Au cours de ses excursions (elle dirige également une mission médicale tous les ans en République dominicaine), Mme Revelas Nicoletti rappelle fréquemment à ses élèves les objectifs de développement durable de l’ONU. Quand ses élèves voient des matières plastiques dans l’océan pendant qu’ils échantillonnent des poissons, ils les enlèvent. «Cette responsabilité nous appartient à tous. L’eau ne connait pas les frontières et sans eau, il n’y a pas de vie.»

Créer des œuvres inspirantes

Jason Panda, EAO, enseignant de graphisme au Kitchener Collegiate & Vocational School (KCI), veut que ses élèves contribuent à la communauté. «Je ne veux pas que les élèves fassent quelque chose parce qu’on leur a dit de le faire. Je veux qu’ils pensent à leurs gestes comme ayant un sens et un objectif.»

C’est pourquoi, au fil des ans, M. Panda a supervisé de nombreux projets artistiques communautaires, y compris une œuvre à la craie à l’extérieur de l’hôpital Grand River et une exposition annuelle (pendant cinq ans) de photos d’élèves.

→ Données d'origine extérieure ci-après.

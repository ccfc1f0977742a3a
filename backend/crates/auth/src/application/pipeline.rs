//! Auth Action Pipeline
//!
//! Shared steps of every workflow: guard-state checks, request signatures,
//! throttling and input checks. The use cases compose these in the order
//! throttle, validate, mutate, side effects, respond.

use kernel::error::{
    field::{FieldError, FieldErrors},
    kind::ErrorKind,
};
use kernel::id::{PrincipalId, SessionId};
use kernel::validation::{FieldRules, RuleKind};
use platform::password::PasswordPolicyError;
use platform::rate_limit::{Limit, ThrottleTicket};
use platform::signature::{ClientInfo, RequestSignature, SignatureSubject};
use serde_json::Value;

use crate::application::services::{AuthCache, AuthServices};
use crate::domain::entity::principal::Principal;
use crate::domain::event::AuthEvent;
use crate::domain::repository::AuthRepository;
use crate::domain::value_object::{email::EmailError, guard::Guard, name::NameError, user_password};
use crate::error::{AuthError, AuthResult};

// ============================================================================
// Request context
// ============================================================================

/// Who is calling, as resolved by the session layer
#[derive(Debug, Clone)]
pub struct AuthContext {
    pub guard: Guard,
    pub principal_id: Option<PrincipalId>,
    pub session_id: Option<SessionId>,
    pub client: ClientInfo,
}

impl AuthContext {
    pub fn guest(guard: Guard, client: ClientInfo) -> Self {
        Self {
            guard,
            principal_id: None,
            session_id: None,
            client,
        }
    }

    pub fn authenticated(
        guard: Guard,
        principal_id: PrincipalId,
        session_id: Option<SessionId>,
        client: ClientInfo,
    ) -> Self {
        Self {
            guard,
            principal_id: Some(principal_id),
            session_id,
            client,
        }
    }

    pub fn is_guest(&self) -> bool {
        self.principal_id.is_none()
    }
}

// ============================================================================
// Field errors from value objects
// ============================================================================

/// Conversion of a value-object error into a field-scoped message
pub trait IntoFieldError {
    fn into_field_error(self, field: &str) -> FieldError;
}

impl IntoFieldError for EmailError {
    fn into_field_error(self, field: &str) -> FieldError {
        let error = FieldError::new(field, self.message_key());
        match self {
            EmailError::TooLong => error.with_param("max", 254),
            _ => error,
        }
    }
}

impl IntoFieldError for NameError {
    fn into_field_error(self, field: &str) -> FieldError {
        let error = FieldError::new(field, self.message_key());
        match self {
            NameError::TooLong => error.with_param("max", 255),
            _ => error,
        }
    }
}

impl IntoFieldError for PasswordPolicyError {
    fn into_field_error(self, field: &str) -> FieldError {
        let (message, param) = user_password::policy_message(&self);
        let error = FieldError::new(field, message);
        match param {
            Some((key, value)) => error.with_param(key, value),
            None => error,
        }
    }
}

/// Keep the value, or record its error under `field`
///
/// A field that already failed an input rule keeps only that message.
pub fn parse_field<T, E: IntoFieldError>(
    errors: &mut FieldErrors,
    field: &str,
    result: Result<T, E>,
) -> Option<T> {
    match result {
        Ok(value) => Some(value),
        Err(e) => {
            if !errors.fields().any(|f| f == field) {
                errors.push(e.into_field_error(field));
            }
            None
        }
    }
}

/// JSON view of a use-case input, as the input rules see it
pub fn payload<T: serde::Serialize>(input: &T) -> AuthResult<Value> {
    serde_json::to_value(input).map_err(|e| AuthError::Internal(e.to_string()))
}

/// Errors collected so far, or `Ok`
pub fn finish(errors: FieldErrors) -> AuthResult<()> {
    if errors.is_empty() {
        Ok(())
    } else {
        Err(AuthError::ValidationFailed(errors))
    }
}

// ============================================================================
// Input rules
// ============================================================================

fn is_present(value: &Value) -> bool {
    match value {
        Value::Null => false,
        Value::String(s) => !s.trim().is_empty(),
        Value::Array(items) => !items.is_empty(),
        _ => true,
    }
}

/// Check the presence modifiers, the conditional `exclude`, `prohibited`
/// and `required` entries, `confirmed` and every predicate rule
///
/// Format rules (`email`, `string`, ...) are enforced by the value
/// objects the use cases build from the same input.
pub fn check_rules(rules: &FieldRules, payload: &Value) -> FieldErrors {
    let mut errors = FieldErrors::new();

    for (field, set) in rules.iter() {
        let raw = payload.get(field);
        let value = raw.unwrap_or(&Value::Null);

        if set.has_rule(RuleKind::Exclude) {
            continue;
        }

        if set.has_rule(RuleKind::Prohibited) {
            if is_present(value) {
                errors.push(FieldError::new(field, "validation.prohibited"));
            }
            continue;
        }

        if !is_present(value) {
            if set.is_required() || set.has_rule(RuleKind::Required) {
                errors.push(FieldError::new(field, "validation.required"));
            } else if set.is_filled() && raw.is_some_and(|v| !v.is_null()) {
                errors.push(FieldError::new(field, "validation.filled"));
            }
            continue;
        }

        let mut failed = false;

        if set.has_rule(RuleKind::Confirmed) {
            let confirmation = payload.get(format!("{field}_confirmation"));
            if confirmation != Some(value) {
                errors.push(FieldError::new(field, "validation.confirmed"));
                failed = true;
            }
        }

        if failed && set.is_bail() {
            continue;
        }

        for message in set.failing_callbacks(value, field) {
            errors.push(FieldError::new(field, message));
            if set.is_bail() {
                break;
            }
        }
    }

    errors
}

// ============================================================================
// Pipeline steps
// ============================================================================

impl<R: AuthRepository, C: AuthCache> AuthServices<R, C> {
    /// Reject authenticated callers
    pub fn require_guest(&self, ctx: &AuthContext) -> AuthResult<()> {
        if ctx.is_guest() {
            Ok(())
        } else {
            Err(AuthError::GuestRequired)
        }
    }

    /// The authenticated principal of `ctx`
    ///
    /// A context carrying a session id is only accepted while that session
    /// is live and belongs to the principal.
    pub async fn resolve_me(&self, ctx: &AuthContext) -> AuthResult<Principal> {
        let principal_id = ctx.principal_id.ok_or(AuthError::Unauthenticated)?;

        if let Some(session_id) = ctx.session_id {
            let live = self.repo.find_session(session_id).await?.is_some_and(|s| {
                s.principal_id == principal_id
                    && s.guard == ctx.guard
                    && !s.is_expired(self.clock.now_ms())
            });
            if !live {
                return Err(AuthError::Unauthenticated);
            }
        }

        self.repo
            .find_principal(&ctx.guard, principal_id)
            .await?
            .ok_or(AuthError::Unauthenticated)
    }

    /// Request signature seeded with the client metadata
    pub fn signature(
        &self,
        namespace: &str,
        ctx: &AuthContext,
        principal: Option<&Principal>,
    ) -> RequestSignature {
        RequestSignature::for_client(namespace, &ctx.client)
            .data("guard", ctx.guard.as_str())
            .principal(principal.map(|p| p as &dyn SignatureSubject))
    }

    /// Builds the error raised when a limit trips
    ///
    /// With `simple_throttle` set the error is a bare 429; otherwise each
    /// of `fields` carries `auth.throttle` and the response uses `status`.
    pub fn on_trip(&self, fields: &[&str], status: ErrorKind) -> impl FnOnce(u64) -> AuthError {
        let (fields, status) = if self.config.simple_throttle {
            (Vec::new(), ErrorKind::TooManyRequests)
        } else {
            (fields.iter().map(|f| f.to_string()).collect(), status)
        };

        move |retry_after_secs| AuthError::ThrottleExceeded {
            fields,
            retry_after_secs,
            status,
        }
    }

    /// Reserve one attempt against every limit
    pub async fn throttle(
        &self,
        limits: &[Limit],
        fields: &[&str],
        status: ErrorKind,
    ) -> AuthResult<ThrottleTicket<C>> {
        self.gate
            .attempt_all(limits, self.on_trip(fields, status))
            .await
    }

    /// Like [`AuthServices::throttle`], firing `Lockout` on a trip
    pub async fn throttle_credentials(
        &self,
        guard: &Guard,
        limits: &[Limit],
        fields: &[&str],
        status: ErrorKind,
    ) -> AuthResult<ThrottleTicket<C>> {
        let result = self.throttle(limits, fields, status).await;
        if let Err(AuthError::ThrottleExceeded { .. }) = &result {
            self.events.fire(AuthEvent::Lockout {
                guard: guard.clone(),
            });
        }
        result
    }

    /// Record a rejected secret
    ///
    /// The attempt stays counted, `Failed` fires and the caller gets
    /// `message` on `field`.
    pub fn reject_secret(
        &self,
        ticket: ThrottleTicket<C>,
        principal: Option<&Principal>,
        guard: &Guard,
        field: &str,
        message: &'static str,
    ) -> AuthError {
        ticket.hit();
        self.events.fire(AuthEvent::Failed {
            guard: guard.clone(),
            principal_id: principal.map(|p| p.id),
        });
        tracing::warn!(
            principal_id = ?principal.map(|p| p.id),
            guard = %guard,
            field,
            "Secret rejected"
        );
        AuthError::field(field, message)
    }

    /// Hand the reserved attempt back and surface `error`
    ///
    /// For failures that must not count against the limit (malformed
    /// input).
    pub async fn refund<T>(&self, ticket: ThrottleTicket<C>, error: AuthError) -> AuthResult<T> {
        ticket.release().await?;
        Err(error)
    }

    /// Finish the validate step: refund the attempt when input failed
    pub async fn settle_input(
        &self,
        ticket: ThrottleTicket<C>,
        errors: FieldErrors,
    ) -> AuthResult<ThrottleTicket<C>> {
        match finish(errors) {
            Ok(()) => Ok(ticket),
            Err(e) => self.refund(ticket, e).await,
        }
    }
}

#[cfg(test)]
mod tests {
    use super::*;
    use kernel::validation::RuleSet;
    use serde_json::json;

    fn rules() -> FieldRules {
        FieldRules::new()
            .field("name", RuleSet::new().required().string(255))
            .field("password", RuleSet::new().sometimes().filled().confirmed())
            .field(
                "code",
                RuleSet::new()
                    .sometimes()
                    .bail()
                    .callback_with_message(|v, _| v.as_str().is_some_and(|s| s.len() == 6), "validation.digits")
                    .callback(|v, _| v.as_str().is_some_and(|s| s.chars().all(|c| c.is_ascii_digit()))),
            )
    }

    #[test]
    fn test_required_missing_and_blank() {
        let errors = check_rules(&rules(), &json!({}));
        assert!(errors.contains("name", "validation.required"));
        assert_eq!(errors.len(), 1);

        let errors = check_rules(&rules(), &json!({ "name": "   " }));
        assert!(errors.contains("name", "validation.required"));
    }

    #[test]
    fn test_filled_only_when_key_present() {
        let errors = check_rules(&rules(), &json!({ "name": "x", "password": "" }));
        assert!(errors.contains("password", "validation.filled"));

        let errors = check_rules(&rules(), &json!({ "name": "x", "password": null }));
        assert!(errors.is_empty());
    }

    #[test]
    fn test_confirmed() {
        let payload = json!({ "name": "x", "password": "a", "password_confirmation": "b" });
        assert!(check_rules(&rules(), &payload).contains("password", "validation.confirmed"));

        let payload = json!({ "name": "x", "password": "a", "password_confirmation": "a" });
        assert!(check_rules(&rules(), &payload).is_empty());
    }

    #[test]
    fn test_bail_stops_at_first_failing_callback() {
        let errors = check_rules(&rules(), &json!({ "name": "x", "code": "12a" }));
        assert_eq!(errors.messages_for("code").collect::<Vec<_>>(), vec!["validation.digits"]);
    }

    #[test]
    fn test_conditional_entries_apply_while_met() {
        let rules = |invited: bool| {
            FieldRules::new()
                .field("code", RuleSet::new().required_if_rule(invited))
                .field("referrer", RuleSet::new().prohibited_if_rule(invited))
                .field("name", RuleSet::new().required().exclude_if_rule(invited))
        };

        let errors = check_rules(&rules(true), &json!({ "referrer": "bob" }));
        assert!(errors.contains("code", "validation.required"));
        assert!(errors.contains("referrer", "validation.prohibited"));
        assert_eq!(errors.len(), 2);

        let errors = check_rules(&rules(false), &json!({ "referrer": "bob" }));
        assert_eq!(errors.fields().collect::<Vec<_>>(), vec!["name"]);
    }

    #[test]
    fn test_errors_follow_field_order() {
        let payload = json!({ "password": "a", "code": "1" });
        let errors = check_rules(&rules(), &payload);
        assert_eq!(
            errors.fields().collect::<Vec<_>>(),
            vec!["name", "password", "code"]
        );
    }

    #[test]
    fn test_parse_field_keeps_rule_message() {
        let mut errors = FieldErrors::single("email", "validation.required");
        let email = parse_field(
            &mut errors,
            "email",
            crate::domain::value_object::email::Email::new(""),
        );
        assert!(email.is_none());
        assert_eq!(errors.len(), 1);
    }

    #[test]
    fn test_parse_field_records_error() {
        let mut errors = FieldErrors::new();
        let email = parse_field(
            &mut errors,
            "email",
            crate::domain::value_object::email::Email::new("nope"),
        );
        assert!(email.is_none());
        assert!(errors.contains("email", "validation.email"));
        assert!(finish(errors).is_err());
    }

    #[test]
    fn test_context() {
        let ctx = AuthContext::guest(Guard::users(), ClientInfo::default());
        assert!(ctx.is_guest());
        let ctx = AuthContext::authenticated(Guard::users(), PrincipalId::new(), None, ClientInfo::default());
        assert!(!ctx.is_guest());
    }
}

Chaque année, en septembre, le Département d’art du KCI et des élèves travaillent ensemble pendant une semaine sur une œuvre colorée ornant un trottoir devant l’hôpital pour souligner le Mois de la sensibilisation au cancer infantile. «Un groupe trace les contours, tandis qu’un autre colorie, explique M. Panda. L’œuvre n’appartient à personne et, s’il pleut, on recommence. C’est le geste qui compte.»

Certaines années, le personnel de l’hôpital, les patients et les visiteurs sont sortis pour contribuer au dessin ou simplement pour voir les élèves en action. «L’objectif est d’établir ce lien», dit M. Panda, qui a appris que des membres du personnel et des patients suivaient l’évolution de l’œuvre des fenêtres de l’hôpital.

Son projet Imagine a Show, qui a duré de 2012 à 2017, a également incité les élèves à tisser des liens avec la communauté et à apprécier la pertinence de leurs travaux artistiques. Chaque année, M. Panda invitait des élèves du Waterloo Region District School Board à soumettre des photos pour une exposition. Une fois, l’hôpital Grand River a invité les élèves à prendre des photos dans les coulisses et elles ont été par la suite affichées à THEMUSEUM de Kitchener, en Ontario. Une autre fois, les élèves ont pris des photos qui représentaient, à leurs yeux, leur communauté, puis elles ont été exposées au centre commercial Conestoga, à Kitchener.

M. Panda a donné quelques ateliers en photographie dans la région de Waterloo, et il a même payé les frais d’impression des photos exposées. L’objectif était d’aider les élèves à renforcer leurs compétences en photographie et leur confiance en eux. «Une des choses les plus difficiles pour moi est d’exposer mes œuvres et de me demander si on va les apprécier et y attacher de la valeur, dit-il. Je crois qu’il est important que les enfants apprennent tôt à les partager et qu’ils n’aient pas peur de le faire.»